O Regime Geral da ALADI, um produto do Tratado de Montevidéu, busca fomentar o desenvolvimento econômico na América Latina através de acordos comerciais que estabelecem preferências entre seus membros.
Essa interpretação veio à tona diante de uma operação comercial realizada pela Petrobras. A empresa importou combustível da Venezuela para o Brasil, ambos países membros da ALADI. No entanto, o faturamento foi registrado nas Ilhas Cayman, país não integrante da associação, levantando-se assim, controvérsias diante da triangulação comercial realizada.
O pagamento da mercadoria pela subsidiária da Petrobras nas Ilhas Cayman resultou em uma quantia substancial de Imposto de Importação discutida na ação de desconstituição do crédito tributário.
Em primeira instância, o crédito tributário foi anulado, decisão que foi posteriormente confirmada pelo TRF1. O tribunal fundamentou sua decisão destacando que a presença de um certificado de origem comprovando que o combustível importado vinha de um país membro da ALADI e era diretamente despachado para o Brasil, outro país membro, implicaria em um tratamento tributário conforme o acordo internacional, mesmo com o faturamento ocorrendo em um país não integrante da associação.
Em fase recursal, o relator apontou que a certificação de origem está vinculada à fatura comercial, concluindo que a mercadoria não foi enviada diretamente do país exportador para o importador. Assim, determinou que a importação não atendeu aos requisitos do artigo 4º do Regime Geral de Origem da ALADI e que a mercadoria não deveria receber tratamento tributário favorável em relação ao Imposto de Importação. O relator expressou preocupação com a possibilidade de a empresa ter adotado uma estratégia de planejamento tributário agressivo, caso o objetivo fosse evitar o pagamento de impostos sem justificativa legítima.
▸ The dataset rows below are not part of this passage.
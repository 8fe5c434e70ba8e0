//! Pool of named buffer records with length-truncated views

use std::{collections::BTreeMap, time::Duration};

use serde::{Deserialize, Serialize};

use crate::{
    buffers::{RawView, View},
    dtype::Element,
    error::{Result, ShmPoolError},
    free_list::{FreeListQueue, QueueHandle, SlotId},
    shape::{Order, ShapeSpec},
};

use super::{
    record::{raw_named_views, BufferRecord, RecordHandle},
    stats::{AtomicPoolStats, PoolStats},
};

/// Field name to view for one checked-out record
pub type NamedViews<'a, T> = BTreeMap<String, View<'a, T>>;

/// Everything another process needs to attach a [`BufferedDictManager`]
#[derive(Debug, Clone, PartialEq, Eq, Serialize, Deserialize)]
pub struct DictPoolHandles {
    pub records: Vec<RecordHandle>,
    pub queue: QueueHandle,
    pub shapes: ShapeSpec,
    pub order: Order,
}

/// Built views of every slot plus each field's leading capacity
#[derive(Debug)]
struct RecordViews<T> {
    slots: Vec<BTreeMap<String, RawView<T>>>,
    /// Leading dimension per field; `None` for rank-0 fields
    capacities: BTreeMap<String, Option<usize>>,
}

/// N buffer records handed out through a free list.
///
/// Every record carries the same field names. Checkouts may ask for a
/// `length`, in which case each field's view covers only its first `length`
/// rows: a fixed-capacity record holding a shorter chunk.
#[derive(Debug)]
pub struct BufferedDictManager<T: Element> {
    records: Vec<BufferRecord>,
    queue: FreeListQueue,
    shapes: ShapeSpec,
    order: Order,
    views: Option<RecordViews<T>>,
    stats: AtomicPoolStats,
}

impl<T: Element> BufferedDictManager<T> {
    /// Create a manager with flat field views
    pub fn new(records: Vec<BufferRecord>, queue: FreeListQueue) -> Result<Self> {
        Self::with_layout(records, queue, ShapeSpec::Flat, Order::RowMajor)
    }

    /// Create a manager viewing fields through `shapes`, building views immediately
    pub fn with_layout(
        records: Vec<BufferRecord>,
        queue: FreeListQueue,
        shapes: ShapeSpec,
        order: Order,
    ) -> Result<Self> {
        let mut manager = Self::unbuilt(records, queue, shapes, order)?;
        manager.rebuild_views()?;
        Ok(manager)
    }

    /// Create a manager whose views are derived later by [`rebuild_views`](Self::rebuild_views)
    pub fn unbuilt(
        records: Vec<BufferRecord>,
        queue: FreeListQueue,
        shapes: ShapeSpec,
        order: Order,
    ) -> Result<Self> {
        let Some(first) = records.first() else {
            return Err(ShmPoolError::invalid_parameter(
                "records",
                "a pool needs at least one record",
            ));
        };
        if first.is_empty() {
            return Err(ShmPoolError::invalid_parameter(
                "records",
                "records need at least one field",
            ));
        }
        if queue.slot_count() != records.len() {
            return Err(ShmPoolError::invalid_parameter(
                "queue",
                format!(
                    "free list manages {} slots, pool has {} records",
                    queue.slot_count(),
                    records.len()
                ),
            ));
        }
        for (slot, record) in records.iter().enumerate() {
            if !record.field_names().eq(first.field_names()) {
                return Err(ShmPoolError::invalid_parameter(
                    "records",
                    format!("record {} has different fields from record 0", slot),
                ));
            }
            if let Some((_, buffer)) = record.iter().find(|(_, b)| b.dtype() != T::DTYPE) {
                return Err(ShmPoolError::DtypeMismatch {
                    expected: T::DTYPE,
                    actual: buffer.dtype(),
                });
            }
        }

        let stats = AtomicPoolStats::new(records.len());
        Ok(Self {
            records,
            queue,
            shapes,
            order,
            views: None,
            stats,
        })
    }

    /// Derive, per slot, the full name to view mapping for this process
    pub fn rebuild_views(&mut self) -> Result<()> {
        let slots = self
            .records
            .iter()
            .map(|record| raw_named_views::<T>(record, &self.shapes, self.order))
            .collect::<Result<Vec<_>>>()?;

        let mut capacities: BTreeMap<String, Option<usize>> = BTreeMap::new();
        for views in &slots {
            for (name, view) in views {
                let leading = view.bind().shape().first().copied();
                capacities
                    .entry(name.clone())
                    .and_modify(|cap| *cap = cap.zip(leading).map(|(a, b)| a.min(b)))
                    .or_insert(leading);
            }
        }

        log::debug!(
            "built views for {} records of fields {:?}",
            slots.len(),
            capacities.keys().collect::<Vec<_>>()
        );
        self.views = Some(RecordViews { slots, capacities });
        Ok(())
    }

    pub fn views_built(&self) -> bool {
        self.views.is_some()
    }

    fn built(&self) -> Result<&RecordViews<T>> {
        self.views.as_ref().ok_or(ShmPoolError::ViewsNotBuilt)
    }

    fn check_length(views: &RecordViews<T>, length: usize) -> Result<()> {
        for (field, capacity) in &views.capacities {
            let fits = capacity.is_some_and(|capacity| length <= capacity);
            if !fits {
                let capacity = capacity.unwrap_or(0);
                return Err(ShmPoolError::LengthOutOfRange {
                    field: field.clone(),
                    requested: length,
                    capacity,
                });
            }
        }
        Ok(())
    }

    fn check_slot(&self, slot: SlotId) -> Result<()> {
        if slot as usize >= self.records.len() {
            return Err(ShmPoolError::InvalidSlot {
                slot,
                slot_count: self.records.len() as u32,
            });
        }
        Ok(())
    }

    fn project<'a>(
        views: &BTreeMap<String, RawView<T>>,
        length: Option<usize>,
    ) -> Result<NamedViews<'a, T>> {
        views
            .iter()
            .map(|(name, raw)| {
                let view = raw.bind();
                let view = match length {
                    Some(length) => view.truncate(length)?,
                    None => view,
                };
                Ok((name.clone(), view))
            })
            .collect()
    }

    /// Check out the oldest free record.
    ///
    /// With `length`, every field is cut to its first `length` rows. Lengths
    /// are never clamped: one beyond any field's capacity fails with
    /// [`LengthOutOfRange`](ShmPoolError::LengthOutOfRange) before anything
    /// is dequeued. A rank-0 field has no rows to cut, so it rejects every
    /// `length` and reports a capacity of 0. Pass `None` to take such records
    /// whole.
    pub fn get_buffer(
        &self,
        length: Option<usize>,
        timeout: Option<Duration>,
    ) -> Result<(SlotId, NamedViews<'_, T>)> {
        let views = self.built()?;
        if let Some(length) = length {
            Self::check_length(views, length)?;
        }

        let slot = match self.queue.dequeue(timeout) {
            Ok(slot) => slot,
            Err(e) => {
                if e.is_timeout() {
                    self.stats.record_timeout();
                }
                return Err(e);
            }
        };
        self.stats.record_checkout();
        log::trace!("checked out record {} (length {:?})", slot, length);

        match Self::project(&views.slots[slot as usize], length) {
            Ok(named) => Ok((slot, named)),
            Err(e) => {
                // Hand the slot back rather than leak it.
                self.reclaim(slot)?;
                Err(e)
            }
        }
    }

    /// Views of `slot`, optionally cut to `length` rows. Does not check the slot out.
    ///
    /// `length` is checked as in [`get_buffer`](Self::get_buffer).
    pub fn map_buffer(&self, slot: SlotId, length: Option<usize>) -> Result<NamedViews<'_, T>> {
        self.check_slot(slot)?;
        let views = self.built()?;
        if let Some(length) = length {
            Self::check_length(views, length)?;
        }
        Self::project(&views.slots[slot as usize], length)
    }

    /// Return `slot` to the free list; its views must not be used afterwards
    pub fn reclaim(&self, slot: SlotId) -> Result<()> {
        self.check_slot(slot)?;
        self.queue.enqueue(slot)?;
        self.stats.record_reclaim();
        log::trace!("reclaimed record {}", slot);
        Ok(())
    }

    pub fn slot_count(&self) -> usize {
        self.records.len()
    }

    /// Field names shared by every record
    pub fn field_names(&self) -> impl Iterator<Item = &str> {
        self.records[0].field_names()
    }

    /// Leading capacity of `field`, once views are built
    pub fn capacity(&self, field: &str) -> Option<usize> {
        self.views.as_ref()?.capacities.get(field).copied().flatten()
    }

    pub fn shapes(&self) -> &ShapeSpec {
        &self.shapes
    }

    pub fn order(&self) -> Order {
        self.order
    }

    pub fn records(&self) -> &[BufferRecord] {
        &self.records
    }

    pub fn queue(&self) -> &FreeListQueue {
        &self.queue
    }

    pub fn free_count(&self) -> usize {
        self.queue.free_count()
    }

    pub fn stats(&self) -> PoolStats {
        self.stats.snapshot()
    }

    pub fn handles(&self) -> DictPoolHandles {
        DictPoolHandles {
            records: self.records.iter().map(BufferRecord::handle).collect(),
            queue: self.queue.handle(),
            shapes: self.shapes.clone(),
            order: self.order,
        }
    }

    /// Attach a dict pool from its handles. Views are not built.
    ///
    /// # Safety
    /// Every handle must describe a live region created by a cooperating process.
    pub unsafe fn attach(handles: &DictPoolHandles) -> Result<Self> {
        let records = handles
            .records
            .iter()
            .map(|handle| BufferRecord::attach(handle))
            .collect::<Result<Vec<_>>>()?;
        let queue = FreeListQueue::attach(&handles.queue)?;
        log::debug!("attached dict pool of {} records", records.len());
        Self::unbuilt(records, queue, handles.shapes.clone(), handles.order)
    }
}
Além disso, ressaltou que uma interpretação ampla pode representar uma ameaça à concorrência e à equidade comercial, ambos elementos cruciais para o desenvolvimento econômico global.
Por fim, a interpretação do STJ indica que, se houver necessidade de trânsito, é crucial justificar a passagem por razões geográficas ou de transporte, e é essencial que não haja divergência nos documentos essenciais para comprovar o direito de usufruir do tratamento tributário pretendido.
Esse caso evidenciou a complexidade das relações comerciais e a importância da interpretação precisa dos acordos internacionais.